DATA FOR THIS EXERCISE Start Marker
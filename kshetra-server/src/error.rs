//! Error types for the KshetraPath service

use axum::extract::rejection::JsonRejection;
use axum::http::StatusCode;
use axum::response::{IntoResponse, Response};
use axum::Json;
use kshetra_plan::PlanningError;
use serde_json::json;
use thiserror::Error;

/// Service startup error type
#[derive(Error, Debug)]
pub enum ServerError {
    #[error("Configuration error: {0}")]
    Config(String),

    #[error("I/O error: {0}")]
    Io(#[from] std::io::Error),
}

impl From<toml::de::Error> for ServerError {
    fn from(e: toml::de::Error) -> Self {
        ServerError::Config(e.to_string())
    }
}

pub type Result<T> = std::result::Result<T, ServerError>;

/// Request-level error, rendered as `{"error": message}`.
///
/// An unreachable goal is never an error; only malformed bodies and
/// degenerate grid dimensions reach this type, so every variant maps to a
/// client-error status.
#[derive(Error, Debug)]
pub enum ApiError {
    #[error("invalid request body: {0}")]
    BadRequest(String),

    #[error(transparent)]
    Planning(#[from] PlanningError),
}

impl From<JsonRejection> for ApiError {
    fn from(rejection: JsonRejection) -> Self {
        ApiError::BadRequest(rejection.body_text())
    }
}

impl IntoResponse for ApiError {
    fn into_response(self) -> Response {
        let status = match self {
            ApiError::BadRequest(_) | ApiError::Planning(_) => StatusCode::BAD_REQUEST,
        };
        (status, Json(json!({ "error": self.to_string() }))).into_response()
    }
}
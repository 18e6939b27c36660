//! Konstren generator - Render the bilingual Lithuanian constitution as a
//! static HTML page.
//!
//! Paragraph records (chapter, article, Lithuanian text, optional Russian
//! translation) are grouped into cards and serialized into a single HTML
//! document with an inlined stylesheet and per-line translation toggles.
//!
//! # Example
//!
//! ```
//! use konstren_generator::config::PageConfig;
//! use konstren_generator::generate_html;
//! use konstren_generator::types::Paragraph;
//!
//! let paragraphs = vec![
//!     Paragraph::new("I", "1", "A", ""),
//!     Paragraph::new("I", "2", "B", "Б"),
//! ];
//! let html = generate_html(&PageConfig::default(), "body {}", &paragraphs, None);
//! assert!(html.starts_with("<!DOCTYPE html>"));
//! ```
//!
//! # Architecture
//!
//! - [`config`]: Page settings, constants and the references table
//! - [`types`]: Core data types (Paragraph, Card, ViewModel)
//! - [`error`]: Error types and Result alias
//! - [`loader`]: Reading the stylesheet and paragraph JSON
//! - [`grouping`]: First-seen-order grouping by chapter and article
//! - [`view_model`]: Card construction
//! - [`html`]: Tag builders, card views and page assembly
//! - [`generator`]: Main generator service
//! - [`cli`]: Command-line interface

pub mod cli;
pub mod config;
pub mod error;
pub mod generator;
pub mod grouping;
pub mod html;
pub mod loader;
pub mod types;
pub mod view_model;

// Re-export main functions
pub use generator::{generate_html, generate_page, GenerateOptions};

// Re-export commonly used items
pub use config::PageConfig;
pub use error::{GeneratorError, Result};
pub use types::{Card, CardType, Paragraph, ViewModel};
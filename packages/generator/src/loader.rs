//! Loading of the stylesheet and paragraph data from disk.

use std::fs;
use std::path::Path;

use crate::error::{GeneratorError, Result};
use crate::types::Paragraph;

/// Read a UTF-8 text file.
///
/// Used for the stylesheet and the optional reader script, which are
/// inlined into the page without further processing.
pub fn read_text(path: &Path) -> Result<String> {
    let text = fs::read_to_string(path).map_err(|source| GeneratorError::ReadFile {
        path: path.to_path_buf(),
        source,
    })?;
    tracing::debug!(path = %path.display(), bytes = text.len(), "Read file");
    Ok(text)
}

/// Parse paragraph records from JSON text.
///
/// `path` is only used for error context.
///
/// # Examples
/// ```
/// use std::path::Path;
/// use konstren_generator::loader::parse_paragraphs;
///
/// let json = r#"[{"_": "preamble", "chapter": "I", "article": "", "lt": "Lietuvių Tauta"}]"#;
/// let paragraphs = parse_paragraphs(json, Path::new("paragraphs.json")).unwrap();
/// assert_eq!(paragraphs[0].ru, "");
/// ```
pub fn parse_paragraphs(json: &str, path: &Path) -> Result<Vec<Paragraph>> {
    let paragraphs: Vec<Paragraph> =
        serde_json::from_str(json).map_err(|source| GeneratorError::ParagraphData {
            path: path.to_path_buf(),
            source,
        })?;
    validate_paragraphs(&paragraphs)?;
    Ok(paragraphs)
}

/// Read and parse the paragraph data file.
pub fn load_paragraphs(path: &Path) -> Result<Vec<Paragraph>> {
    let json = read_text(path)?;
    let paragraphs = parse_paragraphs(&json, path)?;
    tracing::info!(path = %path.display(), paragraphs = paragraphs.len(), "Loaded paragraphs");
    Ok(paragraphs)
}

/// Reject records without primary-language text.
fn validate_paragraphs(paragraphs: &[Paragraph]) -> Result<()> {
    match paragraphs.iter().position(|p| p.lt.is_empty()) {
        Some(index) => Err(GeneratorError::EmptyPrimaryText {
            index,
            chapter: paragraphs[index].chapter.clone(),
            article: paragraphs[index].article.clone(),
        }),
        None => Ok(()),
    }
}

#[cfg(test)]
mod tests {
    use super::*;
    use std::path::PathBuf;
    use tempfile::tempdir;

    fn parse(json: &str) -> Result<Vec<Paragraph>> {
        parse_paragraphs(json, Path::new("paragraphs.json"))
    }

    #[test]
    fn test_parse_paragraphs() {
        let paragraphs = parse(
            r#"[
                {"chapter": "I", "article": "1", "lt": "Lietuva", "ru": "Литва"},
                {"_": "no translation yet", "chapter": "I", "article": "2", "lt": "Tauta", "ru": ""}
            ]"#,
        )
        .unwrap();

        assert_eq!(
            paragraphs,
            vec![
                Paragraph::new("I", "1", "Lietuva", "Литва"),
                Paragraph::new("I", "2", "Tauta", ""),
            ]
        );
    }

    #[test]
    fn test_parse_empty_array() {
        assert!(parse("[]").unwrap().is_empty());
    }

    #[test]
    fn test_malformed_json() {
        let err = parse("[{").unwrap_err();
        assert!(matches!(err, GeneratorError::ParagraphData { .. }));
        assert!(err.to_string().starts_with("Invalid paragraph data in paragraphs.json"));
    }

    #[test]
    fn test_missing_required_field() {
        let err = parse(r#"[{"chapter": "I", "lt": "A"}]"#).unwrap_err();
        assert!(err.to_string().contains("missing field `article`"), "{err}");
    }

    #[test]
    fn test_empty_primary_text() {
        let err = parse(
            r#"[
                {"chapter": "I", "article": "1", "lt": "A"},
                {"chapter": "I", "article": "2", "lt": "", "ru": "Б"}
            ]"#,
        )
        .unwrap_err();

        match err {
            GeneratorError::EmptyPrimaryText {
                index,
                chapter,
                article,
            } => {
                assert_eq!(index, 1);
                assert_eq!(chapter, "I");
                assert_eq!(article, "2");
            }
            other => panic!("unexpected error: {other}"),
        }
    }

    #[test]
    fn test_load_paragraphs_from_file() {
        let temp_dir = tempdir().unwrap();
        let path = temp_dir.path().join("paragraphs.json");
        fs::write(&path, r#"[{"chapter": "I", "article": "1", "lt": "A", "ru": "А"}]"#).unwrap();

        let paragraphs = load_paragraphs(&path).unwrap();
        assert_eq!(paragraphs, vec![Paragraph::new("I", "1", "A", "А")]);
    }

    #[test]
    fn test_read_missing_file() {
        let path = PathBuf::from("does/not/exist.css");
        let err = read_text(&path).unwrap_err();
        match err {
            GeneratorError::ReadFile { path: p, source } => {
                assert_eq!(p, path);
                assert_eq!(source.kind(), std::io::ErrorKind::NotFound);
            }
            other => panic!("unexpected error: {other}"),
        }
    }
}
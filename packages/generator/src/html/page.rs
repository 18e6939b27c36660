//! Page assembly and output.

use std::fs::{self, File};
use std::io::Write;
use std::path::Path;

use super::card::card_view;
use super::tags::{body, div, head, html, script, style, title, Attrs};
use crate::error::Result;
use crate::types::ViewModel;

/// Render the complete HTML document for a view model.
pub fn render_page(view_model: &ViewModel) -> String {
    let cards: Vec<String> = view_model
        .cards
        .iter()
        .enumerate()
        .map(|(card_idx, card)| card_view(card_idx, card))
        .collect();

    let mut body_children = vec![div(&Attrs::new().with_class("container"), &cards)];
    if let Some(source) = &view_model.script {
        body_children.push(script(source));
    }

    html(
        &view_model.lang,
        &[
            head(&[title(&view_model.title), style(&view_model.stylesheet)]),
            body(&body_children),
        ],
    )
}

/// Write a rendered document to a file.
///
/// Uses atomic write pattern: writes to temp file, syncs to disk, then renames,
/// so an interrupted run never leaves a truncated page behind.
pub fn save_html(document: &str, output_file: &Path) -> Result<()> {
    if let Some(parent) = output_file.parent().filter(|p| !p.as_os_str().is_empty()) {
        fs::create_dir_all(parent)?;
    }

    let file_name = output_file
        .file_name()
        .map(|name| name.to_string_lossy().into_owned())
        .unwrap_or_else(|| "index.html".to_string());
    let temp_file = output_file.with_file_name(format!(".{file_name}.tmp"));

    {
        let mut file = File::create(&temp_file)?;
        file.write_all(document.as_bytes())?;
        file.write_all(b"\n")?;
        file.sync_all()?;
    }

    // On Windows, rename fails if the destination already exists
    #[cfg(target_os = "windows")]
    if output_file.exists() {
        fs::remove_file(output_file)?;
    }

    fs::rename(&temp_file, output_file)?;

    tracing::info!(path = %output_file.display(), bytes = document.len(), "Saved page");
    Ok(())
}
//! CLI entry point for the generator.

use konstren_generator::cli;
use tracing_subscriber::EnvFilter;

fn main() {
    // Initialize tracing with WARN level by default, respecting RUST_LOG.
    // Logs go to stderr; stdout carries the generated page.
    tracing_subscriber::fmt()
        .with_env_filter(
            EnvFilter::try_from_default_env().unwrap_or_else(|_| EnvFilter::new("warn")),
        )
        .with_target(false)
        .with_writer(std::io::stderr)
        .init();

    if let Err(e) = cli::run() {
        eprintln!("Error: {e}");
        std::process::exit(1);
    }
}
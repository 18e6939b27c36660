//! Core data types for the generator.
//!
//! A [`Paragraph`] is one line of the constitution as stored in the source
//! JSON. The view model turns them into [`Card`]s, one per article, which the
//! renderer serializes to HTML.

use serde::de::IgnoredAny;
use serde::Deserialize;

/// Chapter heading, e.g. "I SKIRSNIS LIETUVOS VALSTYBĖ".
pub type Chapter = String;

/// Article identifier, e.g. "1 straipsnis".
pub type Article = String;

/// One line of source text with its optional translation.
#[derive(Debug, Clone, PartialEq, Eq, Deserialize)]
#[serde(from = "RawParagraph")]
pub struct Paragraph {
    /// Chapter the line belongs to.
    pub chapter: Chapter,

    /// Article the line belongs to.
    pub article: Article,

    /// Primary-language (Lithuanian) text.
    pub lt: String,

    /// Secondary-language (Russian) text. Empty when no translation exists.
    pub ru: String,
}

/// Record shape of the paragraph JSON.
#[derive(Deserialize)]
#[serde(deny_unknown_fields)]
struct RawParagraph {
    chapter: Chapter,
    article: Article,
    lt: String,
    #[serde(default)]
    ru: String,
    /// Free-form editor annotation, dropped on load.
    #[serde(rename = "_", default)]
    _annotation: Option<IgnoredAny>,
}

impl From<RawParagraph> for Paragraph {
    fn from(raw: RawParagraph) -> Self {
        Self {
            chapter: raw.chapter,
            article: raw.article,
            lt: raw.lt,
            ru: raw.ru,
        }
    }
}

impl Paragraph {
    /// Create a new paragraph.
    #[must_use]
    pub fn new(
        chapter: impl Into<String>,
        article: impl Into<String>,
        lt: impl Into<String>,
        ru: impl Into<String>,
    ) -> Self {
        Self {
            chapter: chapter.into(),
            article: article.into(),
            lt: lt.into(),
            ru: ru.into(),
        }
    }

    /// The text pair rendered for this paragraph.
    #[must_use]
    pub fn to_line(&self) -> Line {
        Line {
            lt: self.lt.clone(),
            ru: self.ru.clone(),
        }
    }
}

/// A primary/secondary text pair inside a card.
#[derive(Debug, Clone, PartialEq, Eq)]
pub struct Line {
    pub lt: String,
    pub ru: String,
}

/// How a line is presented.
#[derive(Debug, Clone, Copy, PartialEq, Eq)]
pub enum LineView<'a> {
    /// No translation: the primary text is shown as-is.
    Bare(&'a str),

    /// Primary text with a toggle revealing the translation.
    Translatable { lt: &'a str, ru: &'a str },
}

impl Line {
    /// Classify the line by whether it carries a translation.
    #[must_use]
    pub fn view(&self) -> LineView<'_> {
        if self.ru.is_empty() {
            LineView::Bare(&self.lt)
        } else {
            LineView::Translatable {
                lt: &self.lt,
                ru: &self.ru,
            }
        }
    }
}

/// Kind of card on the page.
#[derive(Debug, Clone, Copy, PartialEq, Eq)]
pub enum CardType {
    /// Card from the first chapter (the constitution's title block).
    Title,

    /// Regular article card.
    Article,

    /// Trailing references and credits card.
    Last,
}

impl CardType {
    #[must_use]
    pub fn as_str(&self) -> &'static str {
        match self {
            Self::Title => "TITLE",
            Self::Article => "ARTICLE",
            Self::Last => "LAST",
        }
    }
}

/// One visual block of the page.
#[derive(Debug, Clone, PartialEq, Eq)]
pub struct Card {
    pub card_type: CardType,
    pub chapter: Chapter,
    pub article: Article,
    pub lines: Vec<Line>,
}

impl Card {
    /// The references card closing every page.
    #[must_use]
    pub fn last() -> Self {
        Self {
            card_type: CardType::Last,
            chapter: String::new(),
            article: String::new(),
            lines: Vec::new(),
        }
    }
}

/// Everything needed to render the page.
#[derive(Debug, Clone, PartialEq, Eq)]
pub struct ViewModel {
    /// CSS inlined into the `<style>` block.
    pub stylesheet: String,

    /// Page title.
    pub title: String,

    /// Document language code.
    pub lang: String,

    /// Cards in display order.
    pub cards: Vec<Card>,

    /// Optional JavaScript inlined at the end of the body.
    pub script: Option<String>,
}

impl ViewModel {
    /// Attach a script to be inlined at the end of the body.
    #[must_use]
    pub fn with_script(mut self, script: impl Into<String>) -> Self {
        self.script = Some(script.into());
        self
    }
}
//! Primitive HTML tag builders.
//!
//! Each builder renders one element: the opening tag, the children joined by
//! newlines, and the closing tag. Optional attributes appear only when set.
//! Text and attribute values are inserted verbatim.

const NEW_LINE: &str = "\n";

/// Attributes shared by every element.
#[derive(Debug, Clone, Default, PartialEq, Eq)]
pub struct Attrs {
    pub id: Option<String>,
    pub class: Option<String>,
    pub lang: Option<String>,
}

impl Attrs {
    #[must_use]
    pub fn new() -> Self {
        Self::default()
    }

    #[must_use]
    pub fn with_id(mut self, id: impl Into<String>) -> Self {
        self.id = Some(id.into());
        self
    }

    #[must_use]
    pub fn with_class(mut self, class: impl Into<String>) -> Self {
        self.class = Some(class.into());
        self
    }

    #[must_use]
    pub fn with_lang(mut self, lang: impl Into<String>) -> Self {
        self.lang = Some(lang.into());
        self
    }
}

/// Supported `<input>` types.
#[derive(Debug, Clone, Copy, Default, PartialEq, Eq)]
pub enum InputType {
    #[default]
    Checkbox,
}

impl InputType {
    #[must_use]
    pub fn as_str(&self) -> &'static str {
        match self {
            Self::Checkbox => "checkbox",
        }
    }
}

/// Attributes of an `<input>` element.
#[derive(Debug, Clone, Default, PartialEq, Eq)]
pub struct InputAttrs {
    pub base: Attrs,
    pub input_type: InputType,
    pub value: Option<String>,
}

impl InputAttrs {
    /// A checkbox with the given base attributes.
    #[must_use]
    pub fn checkbox(base: Attrs) -> Self {
        Self {
            base,
            input_type: InputType::Checkbox,
            value: None,
        }
    }

    #[must_use]
    pub fn with_value(mut self, value: impl Into<String>) -> Self {
        self.value = Some(value.into());
        self
    }
}

/// Attributes of a `<label>` element.
#[derive(Debug, Clone, Default, PartialEq, Eq)]
pub struct LabelAttrs {
    pub base: Attrs,
    /// Id of the control the label is bound to.
    pub html_for: Option<String>,
}

impl LabelAttrs {
    #[must_use]
    pub fn new(base: Attrs) -> Self {
        Self {
            base,
            html_for: None,
        }
    }

    #[must_use]
    pub fn with_for(mut self, target: impl Into<String>) -> Self {
        self.html_for = Some(target.into());
        self
    }
}

/// Render ` name="value"` when the value is present.
fn attr(name: &str, value: Option<&str>) -> String {
    value.map_or_else(String::new, |v| format!(" {name}=\"{v}\""))
}

fn id_and_class(attrs: &Attrs) -> String {
    format!(
        "{}{}",
        attr("id", attrs.id.as_deref()),
        attr("class", attrs.class.as_deref())
    )
}

/// Document root with doctype.
pub fn html(lang: &str, children: &[String]) -> String {
    format!(
        "<!DOCTYPE html>\n<html lang=\"{lang}\">\n{}\n</html>",
        children.join(NEW_LINE)
    )
}

/// Document head with charset and viewport meta tags.
pub fn head(children: &[String]) -> String {
    format!(
        "<head>\n<meta charset=\"utf-8\" />\n\
         <meta name=\"viewport\" content=\"width=device-width, initial-scale=1.0, viewport-fit=cover\" />\n\
         {}\n</head>",
        children.join(NEW_LINE)
    )
}

pub fn title(text: &str) -> String {
    format!("<title>{text}</title>")
}

pub fn body(children: &[String]) -> String {
    format!("<body>\n{}\n</body>", children.join(NEW_LINE))
}

pub fn p(children: &[String]) -> String {
    format!("<p>\n{}\n</p>", children.join(NEW_LINE))
}

fn heading(level: u8, attrs: &Attrs, text: &str) -> String {
    format!("<h{level}{}>{text}</h{level}>", id_and_class(attrs))
}

pub fn h1(attrs: &Attrs, text: &str) -> String {
    heading(1, attrs, text)
}

pub fn h2(attrs: &Attrs, text: &str) -> String {
    heading(2, attrs, text)
}

pub fn h3(attrs: &Attrs, text: &str) -> String {
    heading(3, attrs, text)
}

pub fn div(attrs: &Attrs, children: &[String]) -> String {
    format!(
        "<div{}>\n{}\n</div>",
        id_and_class(attrs),
        children.join(NEW_LINE)
    )
}

/// Inline span; the only element besides the root that carries `lang`.
pub fn span(attrs: &Attrs, children: &[String]) -> String {
    format!(
        "<span{}{}>\n{}\n</span>",
        id_and_class(attrs),
        attr("lang", attrs.lang.as_deref()),
        children.join(NEW_LINE)
    )
}

pub fn style(stylesheet: &str) -> String {
    format!("<style>\n{stylesheet}\n</style>")
}

pub fn script(source: &str) -> String {
    format!("<script>\n{source}\n</script>")
}

/// Self-closing input; `type` is always present.
pub fn input(attrs: &InputAttrs) -> String {
    format!(
        "<input{}{}{} />",
        id_and_class(&attrs.base),
        attr("type", Some(attrs.input_type.as_str())),
        attr("value", attrs.value.as_deref())
    )
}

pub fn label(attrs: &LabelAttrs, children: &[String]) -> String {
    format!(
        "<label{}{}>\n{}\n</label>",
        id_and_class(&attrs.base),
        attr("for", attrs.html_for.as_deref()),
        children.join(NEW_LINE)
    )
}

pub fn a(attrs: &Attrs, href: &str, text: &str) -> String {
    format!(
        "<a href=\"{href}\"{}>{text}</a>",
        attr("class", attrs.class.as_deref())
    )
}
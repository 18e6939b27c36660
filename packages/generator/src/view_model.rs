//! Construction of the page view model from grouped paragraphs.

use crate::config::PageConfig;
use crate::grouping::{group_by_article, group_by_chapter};
use crate::types::{Card, CardType, Paragraph, ViewModel};

/// Build the view model for a page.
///
/// Cards follow the first-seen order of chapters and, within a chapter, of
/// articles. Every card of the first chapter is a [`CardType::Title`] card;
/// the rest are [`CardType::Article`] cards. A single [`CardType::Last`] card
/// always closes the sequence.
///
/// # Examples
/// ```
/// use konstren_generator::config::PageConfig;
/// use konstren_generator::types::{CardType, Paragraph};
/// use konstren_generator::view_model::build_view_model;
///
/// let paragraphs = vec![
///     Paragraph::new("I", "1", "A", ""),
///     Paragraph::new("II", "2", "B", "Б"),
/// ];
/// let model = build_view_model(&PageConfig::default(), "", &paragraphs);
/// let types: Vec<CardType> = model.cards.iter().map(|c| c.card_type).collect();
/// assert_eq!(types, vec![CardType::Title, CardType::Article, CardType::Last]);
/// ```
pub fn build_view_model(
    config: &PageConfig,
    stylesheet: &str,
    paragraphs: &[Paragraph],
) -> ViewModel {
    let mut cards = Vec::new();

    let chapters = group_by_chapter(paragraphs);

    for (index, (chapter, chapter_paragraphs)) in chapters.into_iter().enumerate() {
        // Keyed on chapter position: all articles of the first chapter are title cards.
        let card_type = if index == 0 {
            CardType::Title
        } else {
            CardType::Article
        };

        for (article, article_paragraphs) in group_by_article(chapter_paragraphs) {
            cards.push(Card {
                card_type,
                chapter: chapter.clone(),
                article: article.clone(),
                lines: article_paragraphs.iter().map(|p| p.to_line()).collect(),
            });
        }
    }

    cards.push(Card::last());

    tracing::debug!(cards = cards.len(), "Built view model");

    ViewModel {
        stylesheet: stylesheet.to_string(),
        title: config.title.clone(),
        lang: config.lang.clone(),
        cards,
        script: None,
    }
}
use thiserror::Error;

/// Canonical varve error taxonomy used across crates.
///
/// Classification guidance:
/// - [`VarveError::Domain`]: predicate shapes or translator inputs the scan engine cannot express
/// - [`VarveError::Range`]: unsigned64 arithmetic/cast overflow, surfaced with the offending value
/// - [`VarveError::Transport`] / [`VarveError::Io`]: channel connect/send/receive failures
/// - [`VarveError::Decode`]: malformed or truncated reply bytes, with byte-offset context
/// - [`VarveError::TypeMismatch`]: cursor field access against the wrong logical type
/// - [`VarveError::InvalidConfig`]: config/URL/split-count contract violations
/// - [`VarveError::Unsupported`]: valid requests for intentionally unimplemented behavior
#[derive(Debug, Error)]
pub enum VarveError {
    /// Unsupported predicate shape or malformed translator input.
    ///
    /// Examples:
    /// - discrete-value domains (known gap, fail fast)
    /// - operand type not matching the column's storage type
    /// - cursor contract violations (read before advance, missing reply column)
    #[error("domain error: {0}")]
    Domain(String),

    /// Unsigned64 arithmetic or cast left the representable range.
    ///
    /// Never produced by silent wrapping; the message names the operands.
    #[error("numeric value out of range: {0}")]
    Range(String),

    /// Channel connect/send/receive failure.
    ///
    /// Fatal for the split it belongs to; retry policy, if any, lives in the
    /// connection layer above this crate.
    #[error("transport error: {0}")]
    Transport(String),

    /// Transparent std IO failures (socket reads/writes, timeouts).
    #[error("io error: {0}")]
    Io(#[from] std::io::Error),

    /// Malformed reply bytes; callers treat this like a transport fault.
    #[error("decode error: {0}")]
    Decode(String),

    /// Field accessor called against the wrong logical type.
    ///
    /// A programming-contract violation, always fatal, never recovered.
    #[error("type mismatch: {0}")]
    TypeMismatch(String),

    /// Invalid or inconsistent configuration state.
    ///
    /// Examples:
    /// - zero split count
    /// - unknown channel URL scheme
    #[error("invalid configuration: {0}")]
    InvalidConfig(String),

    /// Valid request for a feature not implemented in the current protocol version.
    ///
    /// Examples:
    /// - multi-group OR trees on the wire
    /// - double-typed field access
    #[error("unsupported: {0}")]
    Unsupported(String),
}

/// Standard varve result alias.
pub type Result<T> = std::result::Result<T, VarveError>;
DATA FOR THIS EXERCISE End Marker
EXERCISE INSTRUCTIONS:
Each line from the first line of the entries up to and including the line containing "impl From<JsonRejection> for" should be transcribed exactly, with all other lines left out.

TASK SOLUTION:
filename kshetra-server/src/error.rs
//! Error types for the KshetraPath service

use axum::extract::rejection::JsonRejection;
use axum::http::StatusCode;
use axum::response::{IntoResponse, Response};
use axum::Json;
use kshetra_plan::PlanningError;
use serde_json::json;
use thiserror::Error;

/// Service startup error type
#[derive(Error, Debug)]
pub enum ServerError {
    #[error("Configuration error: {0}")]
    Config(String),

    #[error("I/O error: {0}")]
    Io(#[from] std::io::Error),
}

impl From<toml::de::Error> for ServerError {
    fn from(e: toml::de::Error) -> Self {
        ServerError::Config(e.to_string())
    }
}

pub type Result<T> = std::result::Result<T, ServerError>;

/// Request-level error, rendered as `{"error": message}`.
///
/// An unreachable goal is never an error; only malformed bodies and
/// degenerate grid dimensions reach this type, so every variant maps to a
/// client-error status.
#[derive(Error, Debug)]
pub enum ApiError {
    #[error("invalid request body: {0}")]
    BadRequest(String),

    #[error(transparent)]
    Planning(#[from] PlanningError),
}

impl From<JsonRejection> for ApiError {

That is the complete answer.